A falta de controle adequado sobre quais dados aceitamos fornecer, a quem e para que fim nos deixa em posição de vulnerabilidade. Se desconhecemos os tratamentos e suas possíveis consequências, não temos como decidir conscientemente sobre seu uso. E assim, fornecemos despreocupadamente nossos dados mais íntimos a diversos agentes, que os utilizam unicamente conforme seus interesses, sejam eles nobres ou não.

Ainda que não tenhamos nada a esconder, o fornecimento descuidado de dados não é inofensivo. Um único agente, por exemplo, é capaz de corromper até as mais bem estabelecidas democracias, tenha ele perfis suficientes para tanto, o que não chega a ser um obstáculo.
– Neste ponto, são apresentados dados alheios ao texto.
#[cfg(test)]
mod tests {
    use super::*;
    use crate::catalog::memory::{MemoryCatalog, column};
    use crate::sink::memory::MemorySink;
    use crate::typemap::TypeCode;

    fn catalog() -> MemoryCatalog {
        let mut catalog = MemoryCatalog::new();
        catalog.add_table(
            "Customer",
            vec![
                column("Name", 1, false, TypeCode(202)),
                column("Age", 2, true, TypeCode(3)),
            ],
            vec![
                vec![Value::Text("Ada".to_string()), Value::Int(36)],
                vec![Value::Text("Grace".to_string()), Value::Int(45)],
            ],
        );
        catalog
    }

    fn renaming() -> TranslationMap {
        TranslationMap::from_entries([
            ("Customer/Name".to_string(), "customers/full_name".to_string()),
            ("Customer/Age".to_string(), "customers/age".to_string()),
        ])
        .unwrap()
    }

    #[tokio::test]
    async fn test_export_table_translates_every_row() {
        let catalog = catalog();
        let translation = renaming();
        let exporter = Exporter::new(&catalog, &translation);

        let documents = exporter.collect_table("Customer").await.unwrap();
        assert_eq!(documents.len(), 2);
        assert_eq!(
            documents[0].get("full_name"),
            Some(&Value::Text("Ada".to_string()))
        );
        assert_eq!(documents[1].get("age"), Some(&Value::Int(45)));
    }

    #[tokio::test]
    async fn test_row_shape_mismatch_is_fatal() {
        let mut catalog = MemoryCatalog::new();
        catalog.add_table(
            "T",
            vec![
                column("a", 1, false, TypeCode(3)),
                column("b", 2, false, TypeCode(3)),
            ],
            vec![vec![Value::Int(1)]], // one value short
        );
        let translation = TranslationMap::passthrough();
        let exporter = Exporter::new(&catalog, &translation);

        let mut stream = exporter.export_table("T", None).await.unwrap();
        let err = stream.next().await.unwrap().unwrap_err();
        assert!(matches!(
            err,
            ExportError::RowShape {
                expected: 2,
                actual: 1,
                ..
            }
        ));
        // Failed stream yields nothing further.
        assert!(stream.next().await.is_none());
    }

    #[tokio::test]
    async fn test_incomplete_translation_aborts_before_any_document() {
        let catalog = catalog();
        // Map covers Name but not Age.
        let translation = TranslationMap::from_entries([(
            "Customer/Name".to_string(),
            "customers/full_name".to_string(),
        )])
        .unwrap();
        let exporter = Exporter::new(&catalog, &translation);

        let mut stream = exporter.export_table("Customer", None).await.unwrap();
        let err = stream.next().await.unwrap().unwrap_err();
        assert!(matches!(err, ExportError::UnmappedField { .. }));

        // Database export under the same map leaves the sink empty.
        let mut sink = MemorySink::new();
        let result = exporter.export_database(&mut sink, None).await;
        assert!(result.is_err());
        assert!(sink.collections().is_empty());
        assert!(!sink.is_committed());
    }

    #[tokio::test]
    async fn test_export_database_streams_all_tables() {
        let mut catalog = catalog();
        catalog.add_table(
            "Order",
            vec![column("Id", 1, false, TypeCode(3))],
            vec![vec![Value::Int(10)], vec![Value::Int(11)], vec![Value::Int(12)]],
        );
        let translation = TranslationMap::from_entries([
            ("Customer/Name".to_string(), "customers/full_name".to_string()),
            ("Customer/Age".to_string(), "customers/age".to_string()),
            ("Order/Id".to_string(), "orders/id".to_string()),
        ])
        .unwrap();
        let exporter = Exporter::new(&catalog, &translation);

        let mut sink = MemorySink::new();
        let stats = exporter.export_database(&mut sink, None).await.unwrap();

        assert_eq!(stats, ExportStats { tables: 2, documents: 5 });
        assert!(sink.is_committed());
        assert_eq!(sink.collections()["customers"].len(), 2);
        assert_eq!(sink.collections()["orders"].len(), 3);
    }

    #[tokio::test]
    async fn test_mid_scan_failure_aborts_database_export() {
        let mut catalog = MemoryCatalog::new();
        catalog.add_failing_table(
            "Flaky",
            vec![column("a", 1, false, TypeCode(3))],
            vec![vec![Value::Int(1)]],
        );
        let translation = TranslationMap::passthrough();
        let exporter = Exporter::new(&catalog, &translation);

        let mut sink = MemorySink::new();
        let result = exporter.export_database(&mut sink, None).await;
        assert!(result.is_err());
        // The one document written before the failure was discarded.
        assert!(sink.collections().is_empty());
    }

    #[tokio::test]
    async fn test_export_by_translated_name() {
        let catalog = catalog();
        let translation = renaming();
        let exporter = Exporter::new(&catalog, &translation);

        let mut stream = exporter
            .export_table_by_translated_name("customers", None)
            .await
            .unwrap();
        assert_eq!(stream.table(), "Customer");
        assert!(stream.next().await.unwrap().is_ok());
    }

    #[tokio::test]
    async fn test_cancellation_between_rows() {
        let catalog = catalog();
        let translation = renaming();
        let exporter = Exporter::new(&catalog, &translation);

        let (tx, rx) = cancel_channel();
        let mut stream = exporter
            .export_table("Customer", Some(rx))
            .await
            .unwrap();

        // First row goes through, then the operator cancels.
        assert!(stream.next().await.unwrap().is_ok());
        tx.send(true).ok();
        let err = stream.next().await.unwrap().unwrap_err();
        assert!(matches!(err, ExportError::Cancelled));
        assert!(stream.next().await.is_none());
    }

    #[tokio::test]
    async fn test_failing_abort_does_not_mask_export_error() {
        use async_trait::async_trait;

        // Accepts writes, fails on abort.
        struct BrokenAbortSink;

        #[async_trait]
        impl crate::sink::DocumentSink for BrokenAbortSink {
            async fn insert_document(&mut self, _: &str, _: &Document) -> crate::Result<()> {
                Ok(())
            }
            async fn commit(&mut self) -> crate::Result<()> {
                Ok(())
            }
            async fn abort(&mut self) -> crate::Result<()> {
                Err(ExportError::Sink {
                    context: "store unreachable".to_string(),
                    source: None,
                })
            }
        }

        let catalog = catalog();
        // Map misses Customer/Age, so the export fails mid-table.
        let translation = TranslationMap::from_entries([(
            "Customer/Name".to_string(),
            "customers/full_name".to_string(),
        )])
        .unwrap();
        let exporter = Exporter::new(&catalog, &translation);

        let mut sink = BrokenAbortSink;
        let err = exporter.export_database(&mut sink, None).await.unwrap_err();
        // The translation failure surfaces, not the abort failure.
        assert!(matches!(err, ExportError::UnmappedField { .. }));
    }

    #[tokio::test]
    async fn test_cancelled_database_export_discards_sink() {
        let catalog = catalog();
        let translation = renaming();
        let exporter = Exporter::new(&catalog, &translation);

        let (tx, rx) = cancel_channel();
        tx.send(true).ok();

        let mut sink = MemorySink::new();
        let result = exporter.export_database(&mut sink, Some(rx)).await;
        assert!(matches!(result.unwrap_err(), ExportError::Cancelled));
        assert!(sink.collections().is_empty());
        assert!(!sink.is_committed());
    }
}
Logo, é preciso estudar e refletir sobre os atos digitais da mesma maneira que o fazemos no mundo real. A cidadania digital parte da responsabilidade individual, cuja instrumentalidade depende de direitos: o direito de acessar as ferramentas tecnológicas, de decidir quais dados queremos fornecer e quais não, de receber ou não determinadas propagandas no meio de uma notícia e na hora que bem entendermos etc. Tudo, reitera-se, informado pelo uso pretendido dos dados e de suas consequências.
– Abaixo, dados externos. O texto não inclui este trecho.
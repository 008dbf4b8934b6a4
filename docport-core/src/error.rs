//! Error types for the export pipeline.
//!
//! Every error here is terminal for the operation that raised it: the core
//! recovers nothing locally and surfaces enough context (table, column,
//! offending value) for an operator to fix the translation file or the
//! source schema. Retry policy, if any, belongs to the caller.

use thiserror::Error;

/// Main error type for docport operations.
#[derive(Debug, Error)]
pub enum ExportError {
    /// Source metadata or query channel failed for a table
    #[error("catalog access failed for table '{table}': {context}")]
    CatalogAccess {
        table: String,
        context: String,
        #[source]
        source: Option<Box<dyn std::error::Error + Send + Sync>>,
    },

    /// Native type code absent from the canonical type table
    #[error("unknown native type code {code}")]
    UnknownTypeCode { code: u16 },

    /// Raw column metadata carried an attribute the schema builder does not consume
    #[error("unrecognized catalog attribute '{attribute}' on {table}.{column}")]
    UnrecognizedAttribute {
        table: String,
        column: String,
        attribute: String,
    },

    /// A field used during export has no entry in the translation map
    #[error("no translation entry for field '{table}/{column}'")]
    UnmappedField { table: String, column: String },

    /// A table name has no entry in the translation map
    #[error("no translation entry for table '{table}'")]
    UnmappedTable { table: String },

    /// More than one source table maps to the same translated name
    #[error("translated table '{translated}' is ambiguous: candidates {candidates:?}")]
    AmbiguousTable {
        translated: String,
        candidates: Vec<String>,
    },

    /// A row value could not be rewritten into a portable representation
    #[error("cannot convert value '{value}' in {table}.{column}: {reason}")]
    ValueConversion {
        table: String,
        column: String,
        value: String,
        reason: String,
    },

    /// Fetched row width disagrees with the introspected column list
    #[error("row shape mismatch in table '{table}': expected {expected} columns, got {actual}")]
    RowShape {
        table: String,
        expected: usize,
        actual: usize,
    },

    /// Configuration or validation error
    #[error("configuration error: {message}")]
    Configuration { message: String },

    /// Export was cancelled between rows
    #[error("export cancelled")]
    Cancelled,

    /// I/O operation failed
    #[error("I/O operation failed: {context}")]
    Io {
        context: String,
        #[source]
        source: std::io::Error,
    },

    /// JSON serialization or deserialization failed
    #[error("JSON serialization failed: {context}")]
    Json {
        context: String,
        #[source]
        source: serde_json::Error,
    },

    /// YAML parsing failed (translation file)
    #[error("YAML parsing failed: {context}")]
    Yaml {
        context: String,
        #[source]
        source: serde_yaml::Error,
    },

    /// Document-store sink rejected a write
    #[error("document sink failed: {context}")]
    Sink {
        context: String,
        #[source]
        source: Option<Box<dyn std::error::Error + Send + Sync>>,
    },
}

/// Convenience type alias for Results with ExportError
pub type Result<T> = std::result::Result<T, ExportError>;

impl ExportError {
    /// Creates a catalog access error with a driver error chained as source.
    ///
    /// All translation of raw driver errors happens here, at the adapter
    /// boundary; the core never inspects an untyped driver error.
    pub fn catalog<E>(table: impl Into<String>, context: impl Into<String>, source: E) -> Self
    where
        E: std::error::Error + Send + Sync + 'static,
    {
        Self::CatalogAccess {
            table: table.into(),
            context: context.into(),
            source: Some(Box::new(source)),
        }
    }

    /// Creates a catalog access error without an underlying driver error.
    pub fn catalog_context(table: impl Into<String>, context: impl Into<String>) -> Self {
        Self::CatalogAccess {
            table: table.into(),
            context: context.into(),
            source: None,
        }
    }

    /// Creates a value conversion error with full row context.
    pub fn conversion(
        table: impl Into<String>,
        column: impl Into<String>,
        value: impl Into<String>,
        reason: impl Into<String>,
    ) -> Self {
        Self::ValueConversion {
            table: table.into(),
            column: column.into(),
            value: value.into(),
            reason: reason.into(),
        }
    }

    /// Creates a configuration error
    pub fn configuration(message: impl Into<String>) -> Self {
        Self::Configuration {
            message: message.into(),
        }
    }

    /// Creates a sink error with the store's error chained as source.
    pub fn sink<E>(context: impl Into<String>, source: E) -> Self
    where
        E: std::error::Error + Send + Sync + 'static,
    {
        Self::Sink {
            context: context.into(),
            source: Some(Box::new(source)),
        }
    }

    /// Creates an I/O error with path context.
    pub fn io(context: impl Into<String>, source: std::io::Error) -> Self {
        Self::Io {
            context: context.into(),
            source,
        }
    }
}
Ter consciência das consequências e poder tomar decisões com autonomia é parte do empoderamento das pessoas, da humanidade e do projeto de mundo que queremos ter na era digital. Logo, a conscientização é parte fundamental desse projeto, tendo o ensino superior papel central nessa missão, seja pela sua função certificatória da titulação de seus alunos, seja como produtor, sistematizador e reprodutor do conhecimento acadêmico. Afinal, o ensino superior não deve apenas formar profissionais, mas também cidadãos.

Para que os profissionais do futuro sejam capazes de criar um mundo para chamar de lar, deverão ser capazes de transformar o espaço público digital em uma verdadeira esfera pública da sociedade, democraticamente construída e minimamente regida pelos direitos humanos. Incluir a cidadania digital como conteúdo transversal na grade curricular parece um bom ponto de partida.

Construir e fomentar esses valores básicos de democracia e cidadania é urgente para a criação de uma sociedade digital civilizada: a cidadania digital enquanto eixo interdisciplinar, transversal e verdadeiramente transformador da sociedade.